Desde que la cocina se convirtió en gastronomía y los cocineros en chefs, la comida se ha alejado de la gente, o más concretamente, del bolsillo de la gente. No niego que haya opciones para alimentarse sabrosa y saludablemente en el amplio rango entre los cinco euros del payaso y los cientos de euros de esos cocineros que ahora salen en todos los intermedios de la tele (y que adquieren así la virtud, chocante para un cocinero, de provocar hartazgo sin siquiera encender los fogones). Pero cuanto más tiran esas constelaciones del carro de los platos, más se aleja la cocina de esa vida real a la que se refería aquel chef que devolvió la placa.

Mientras, muy por debajo de esa bóveda celeste tachonada de estrellas, los de siempre siguen intentando exprimir las piedras porque no llegan ni a los cinco euros del menú McKing. Al noreste de Nairobi, capital de un país con el que tengo cierta relación, existe un instituto de investigación llamado ICIPE, siglas en inglés de Centro Internacional de Fisiología y Ecología de los Insectos. La misión del ICIPE es estudiar el impacto de los bichos en la seguridad alimentaria, algo que en África es una cuestión de vida o muerte. Pero entre las líneas de investigación del ICIPE se encuentra también alguna que investiga los insectos no en calidad de plagas, sino de plato principal.

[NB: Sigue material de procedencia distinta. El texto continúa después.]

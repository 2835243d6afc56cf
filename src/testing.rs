use crate::descriptor::ElementDescriptor;
use crate::dom::layout::block_layout;
use crate::dom::node::{NodeId, Page};
use crate::dom::traversal::all_elements_deep;
use crate::errors::Result;
use crate::highlight::{Highlighter, PageReport};
use crate::types::{CapabilityTag, Viewport};

pub const FIXTURE_URL: &str = "https://fixtures.example/";

pub struct TestHelper;

impl TestHelper {
    /// Parses `html` and gives it naive block geometry.
    pub fn load_html(html: &str) -> Page {
        let mut page = Page::from_html_with_viewport(html, FIXTURE_URL, Viewport::default());
        block_layout(&mut page);
        page
    }

    pub fn newsletter_page() -> Page {
        Self::load_html(
            r#"<!DOCTYPE html><html><body>
                <h1>Stay in touch</h1>
                <form>
                    <input id="newsletter-email" type="email" placeholder="Email">
                    <button id="submit-button" type="submit">Subscribe</button>
                </form>
                <a id="contact-link" href="/contact">Contact us</a>
            </body></html>"#,
        )
    }

    pub fn modal_page() -> Page {
        Self::load_html(
            r#"<html><body>
                <button id="buy">Buy</button>
                <div id="tip" class="tooltip" onclick="showTip()">Tip</div>
                <div id="modal" style="position:fixed;left:0px;top:0px;width:1280px;height:720px;z-index:100">
                    <button id="close">Close</button>
                </div>
            </body></html>"#,
        )
    }

    pub fn form_controls_page() -> Page {
        Self::load_html(
            r#"<html><body>
                <div id="terms" class="custom-checkbox">
                    <input id="terms-input" type="checkbox" style="width:1px;height:1px">
                    <span>I agree</span>
                </div>
                <label id="plan-monthly" class="radio-option" style="cursor:pointer">
                    <input id="plan-monthly-input" type="radio" name="plan" style="opacity:0;width:16px;height:16px">
                    Monthly
                </label>
                <div id="card" onclick="openCard()">Open card</div>
            </body></html>"#,
        )
    }

    pub fn element(page: &Page, id: &str) -> Option<NodeId> {
        all_elements_deep(page, page.root())
            .into_iter()
            .find(|e| page.attribute(*e, "id") == Some(id))
    }

    /// `id` attributes of the descriptors' live elements, `-` when absent.
    pub fn ids(page: &Page, descriptors: &[ElementDescriptor]) -> Vec<String> {
        descriptors
            .iter()
            .map(|d| {
                d.element()
                    .and_then(|e| page.attribute(e, "id"))
                    .unwrap_or("-")
                    .to_string()
            })
            .collect()
    }

    pub async fn find(page: &Page, tags: &[CapabilityTag]) -> Result<Vec<ElementDescriptor>> {
        Highlighter::default().find_elements(page, tags).await
    }

    pub fn report_stats(report: &PageReport) -> ReportStats {
        ReportStats {
            clickable: report.clickable.len(),
            fillable: report.fillable.len(),
            selectable: report.selectable.len(),
            non_interactive: report.non_interactive.len(),
            in_iframes: CapabilityTag::ALL
                .iter()
                .flat_map(|tag| report.descriptors(*tag))
                .filter(|d| d.is_inside_iframe())
                .count(),
        }
    }
}

#[derive(Debug, Clone, PartialEq, Eq)]
pub struct ReportStats {
    pub clickable: usize,
    pub fillable: usize,
    pub selectable: usize,
    pub non_interactive: usize,
    pub in_iframes: usize,
}

#[cfg(test)]
mod tests {
    use super::*;
    use crate::resolve::{find_element, resolve_descriptor};

    #[tokio::test]
    async fn newsletter_scenario() {
        let page = TestHelper::newsletter_page();

        let fillable = TestHelper::find(&page, &[CapabilityTag::Fillable]).await.unwrap();
        assert_eq!(fillable.len(), 1);
        assert_eq!(fillable[0].primary_selector, "#newsletter-email");
        let email = TestHelper::element(&page, "newsletter-email").unwrap();
        assert_eq!(find_element(&page, "", &fillable[0].primary_selector).unwrap(), Some(email));

        let clickable = TestHelper::find(&page, &[CapabilityTag::Clickable]).await.unwrap();
        let mut ids = TestHelper::ids(&page, &clickable);
        ids.sort();
        assert_eq!(ids, vec!["contact-link", "submit-button"]);
    }

    #[tokio::test]
    async fn div_with_onclick_is_clickable() {
        let page = TestHelper::form_controls_page();
        let clickable = TestHelper::find(&page, &[CapabilityTag::Clickable]).await.unwrap();
        assert!(TestHelper::ids(&page, &clickable).contains(&"card".to_string()));
    }

    #[tokio::test]
    async fn decoy_wrapper_survives_while_its_input_does_not() {
        let page = TestHelper::form_controls_page();
        let clickable = TestHelper::find(&page, &[CapabilityTag::Clickable]).await.unwrap();
        let ids = TestHelper::ids(&page, &clickable);
        assert!(ids.contains(&"terms".to_string()));
        assert!(!ids.contains(&"terms-input".to_string()));
    }

    #[tokio::test]
    async fn radio_label_replaces_its_input() {
        let page = TestHelper::form_controls_page();
        let clickable = TestHelper::find(&page, &[CapabilityTag::Clickable]).await.unwrap();
        let ids = TestHelper::ids(&page, &clickable);
        assert!(ids.contains(&"plan-monthly".to_string()));
        assert!(!ids.contains(&"plan-monthly-input".to_string()));
    }

    #[tokio::test]
    async fn modal_hides_covered_elements_except_tooltips() {
        let page = TestHelper::modal_page();
        let clickable = TestHelper::find(&page, &[CapabilityTag::Clickable]).await.unwrap();
        let mut ids = TestHelper::ids(&page, &clickable);
        ids.sort();
        assert_eq!(ids, vec!["close", "tip"]);
    }

    #[tokio::test]
    async fn descriptors_resolve_after_detaching() {
        let page = TestHelper::newsletter_page();
        let found = TestHelper::find(&page, &CapabilityTag::ALL).await.unwrap();
        assert!(!found.is_empty());
        for descriptor in &found {
            let live = descriptor.element().unwrap();
            let json = serde_json::to_string(descriptor).unwrap();
            let restored: ElementDescriptor = serde_json::from_str(&json).unwrap();
            assert_eq!(resolve_descriptor(&page, &restored), Some(live));
        }
    }

    #[tokio::test]
    async fn snapshot_pages_classify_like_the_original() {
        let page = TestHelper::newsletter_page();
        let restored = Page::from_snapshot(&page.to_snapshot_json().unwrap()).unwrap();

        let before = TestHelper::find(&page, &CapabilityTag::ALL).await.unwrap();
        let after = TestHelper::find(&restored, &CapabilityTag::ALL).await.unwrap();
        let selectors = |d: &[ElementDescriptor]| d.iter().map(|x| x.primary_selector.clone()).collect::<Vec<_>>();
        assert_eq!(selectors(&before), selectors(&after));
    }

    #[test]
    fn report_stats_count_each_class() {
        let page = TestHelper::newsletter_page();
        let report = tokio_test::block_on(Highlighter::default().generate_report(&page)).unwrap();
        let stats = TestHelper::report_stats(&report);
        assert_eq!(stats.fillable, 1);
        assert_eq!(stats.clickable, 2);
        assert_eq!(stats.in_iframes, 0);
    }
}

Langostas del desierto en el insectario del ICIPE (Nairobi, Kenya). Imagen de ICIPE.

Langostas del desierto en el insectario del ICIPE (Nairobi, Kenya). Imagen de ICIPE.

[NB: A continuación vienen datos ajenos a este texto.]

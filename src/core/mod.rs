pub mod config;
pub mod finder;

pub use config::{Config, FilterConfig, HighlightConfig, SelectorConfig};
pub use finder::ElementFinder;
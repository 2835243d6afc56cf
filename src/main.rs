use anyhow::{anyhow, Context, Result};
use clap::{Arg, ArgAction, ArgMatches, Command};
use dom_highlighter::dom::layout::block_layout;
use dom_highlighter::{
    detect_scrollable_containers, find_element, generate_css_path, generate_xpath, get_robust_selector,
    CapabilityTag, Config, Highlighter, Page,
};
use serde_json::json;
use std::path::Path;
use tracing::{info, warn};
use tracing_subscriber::EnvFilter;

fn cli() -> Command {
    let input = Arg::new("input")
        .required(true)
        .help("Page to analyse: an .html file or a .json snapshot");

    Command::new("dom-highlighter")
        .about("Classifies interactive elements and generates robust selectors")
        .subcommand_required(true)
        .arg(
            Arg::new("config")
                .long("config")
                .global(true)
                .help("JSON configuration file"),
        )
        .subcommand(
            Command::new("find")
                .about("List descriptors for the requested capability tags")
                .arg(input.clone())
                .arg(
                    Arg::new("tag")
                        .long("tag")
                        .short('t')
                        .action(ArgAction::Append)
                        .help("CLICKABLE, FILLABLE, SELECTABLE or NON_INTERACTIVE_ELEMENT"),
                ),
        )
        .subcommand(
            Command::new("report")
                .about("Full JSON report with every capability tag")
                .arg(input.clone()),
        )
        .subcommand(
            Command::new("selector")
                .about("Robust selector, XPath and CSS path for one element")
                .arg(input.clone())
                .arg(Arg::new("css").long("css").required(true).help("Selector of the target element")),
        )
        .subcommand(
            Command::new("scrollables")
                .about("Scrollable containers across all reachable documents")
                .arg(input),
        )
}

fn load_page(path: &str, config: &Config) -> Result<Page> {
    let raw = std::fs::read_to_string(path).with_context(|| format!("failed to read {}", path))?;
    let is_snapshot = Path::new(path)
        .extension()
        .is_some_and(|ext| ext.eq_ignore_ascii_case("json"));

    let page = if is_snapshot {
        Page::from_snapshot(&raw)?
    } else {
        let url = format!("file://{}", path);
        let mut page = Page::from_html_with_viewport(&raw, &url, config.viewport);
        block_layout(&mut page);
        page
    };
    info!("Loaded {} ({} nodes)", path, page.len());
    Ok(page)
}

fn input_of(matches: &ArgMatches) -> Result<&String> {
    matches
        .get_one::<String>("input")
        .ok_or_else(|| anyhow!("missing input path"))
}

fn requested_tags(matches: &ArgMatches) -> Result<Vec<CapabilityTag>> {
    let Some(values) = matches.get_many::<String>("tag") else {
        return Ok(CapabilityTag::ALL.to_vec());
    };
    values
        .map(|value| value.parse::<CapabilityTag>().map_err(anyhow::Error::from))
        .collect()
}

#[tokio::main]
async fn main() -> Result<()> {
    tracing_subscriber::fmt()
        .with_env_filter(EnvFilter::try_from_default_env().unwrap_or_else(|_| EnvFilter::new("warn")))
        .with_writer(std::io::stderr)
        .init();

    let matches = cli().get_matches();
    let config = match matches.get_one::<String>("config") {
        Some(path) => Config::from_json_file(path)?,
        None => Config::default(),
    };

    match matches.subcommand() {
        Some(("find", sub)) => {
            let page = load_page(input_of(sub)?, &config)?;
            let tags = requested_tags(sub)?;
            let descriptors = Highlighter::new(config).find_elements(&page, &tags).await?;
            println!("{}", serde_json::to_string_pretty(&descriptors)?);
        }
        Some(("report", sub)) => {
            let page = load_page(input_of(sub)?, &config)?;
            println!("{}", Highlighter::new(config).generate_json(&page).await?);
        }
        Some(("selector", sub)) => {
            let page = load_page(input_of(sub)?, &config)?;
            let css = sub
                .get_one::<String>("css")
                .ok_or_else(|| anyhow!("missing --css"))?;
            let element = find_element(&page, "", css)?.ok_or_else(|| anyhow!("no element matches {}", css))?;
            let robust = match get_robust_selector(&page, element, &config.selector) {
                Ok(selector) => Some(selector),
                Err(err) => {
                    warn!("No robust selector for {}: {}", css, err);
                    None
                }
            };
            let out = json!({
                "robustSelector": robust,
                "xpath": generate_xpath(&page, element),
                "cssPath": generate_css_path(&page, element),
            });
            println!("{}", serde_json::to_string_pretty(&out)?);
        }
        Some(("scrollables", sub)) => {
            let page = load_page(input_of(sub)?, &config)?;
            let containers = detect_scrollable_containers(&page);
            println!("{}", serde_json::to_string_pretty(&containers)?);
        }
        _ => return Err(anyhow!("unknown subcommand")),
    }
    Ok(())
}

#[cfg(test)]
mod tests {
    use super::*;

    #[test]
    fn parses_repeated_tags() {
        let matches = cli()
            .try_get_matches_from(["dom-highlighter", "find", "page.html", "--tag", "CLICKABLE", "-t", "fillable"])
            .unwrap();
        let (_, sub) = matches.subcommand().unwrap();
        assert_eq!(
            requested_tags(sub).unwrap(),
            vec![CapabilityTag::Clickable, CapabilityTag::Fillable]
        );
    }

    #[test]
    fn selector_requires_css() {
        assert!(cli()
            .try_get_matches_from(["dom-highlighter", "selector", "page.html"])
            .is_err());
    }
}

Hace un par de semanas, investigadores del ICIPE han publicado un estudio que analiza los posibles valores nutricionales de la langosta. Pero no la de la salsa thermidor, sino la otra, la del desierto (Schistocerca gregaria), que aparece por el horizonte como el manto negro de la misma parca y no deja un tallo sano allí por donde pasa. Si no puedes vencer al enemigo que se come tu comida, cómetelo a él, parecen haber pensado los científicos kenianos.

En colaboración con la Universidad Jomo Kenyatta de Agricultura y Tecnología, y con el Departamento de Agricultura de EE. UU., los investigadores han analizado el contenido bioquímico de los tejidos de la langosta en esteroles, una familia de compuestos cuyo representante más famoso es una de las pocas biomoléculas que casi todo el mundo podría nombrar: el colesterol.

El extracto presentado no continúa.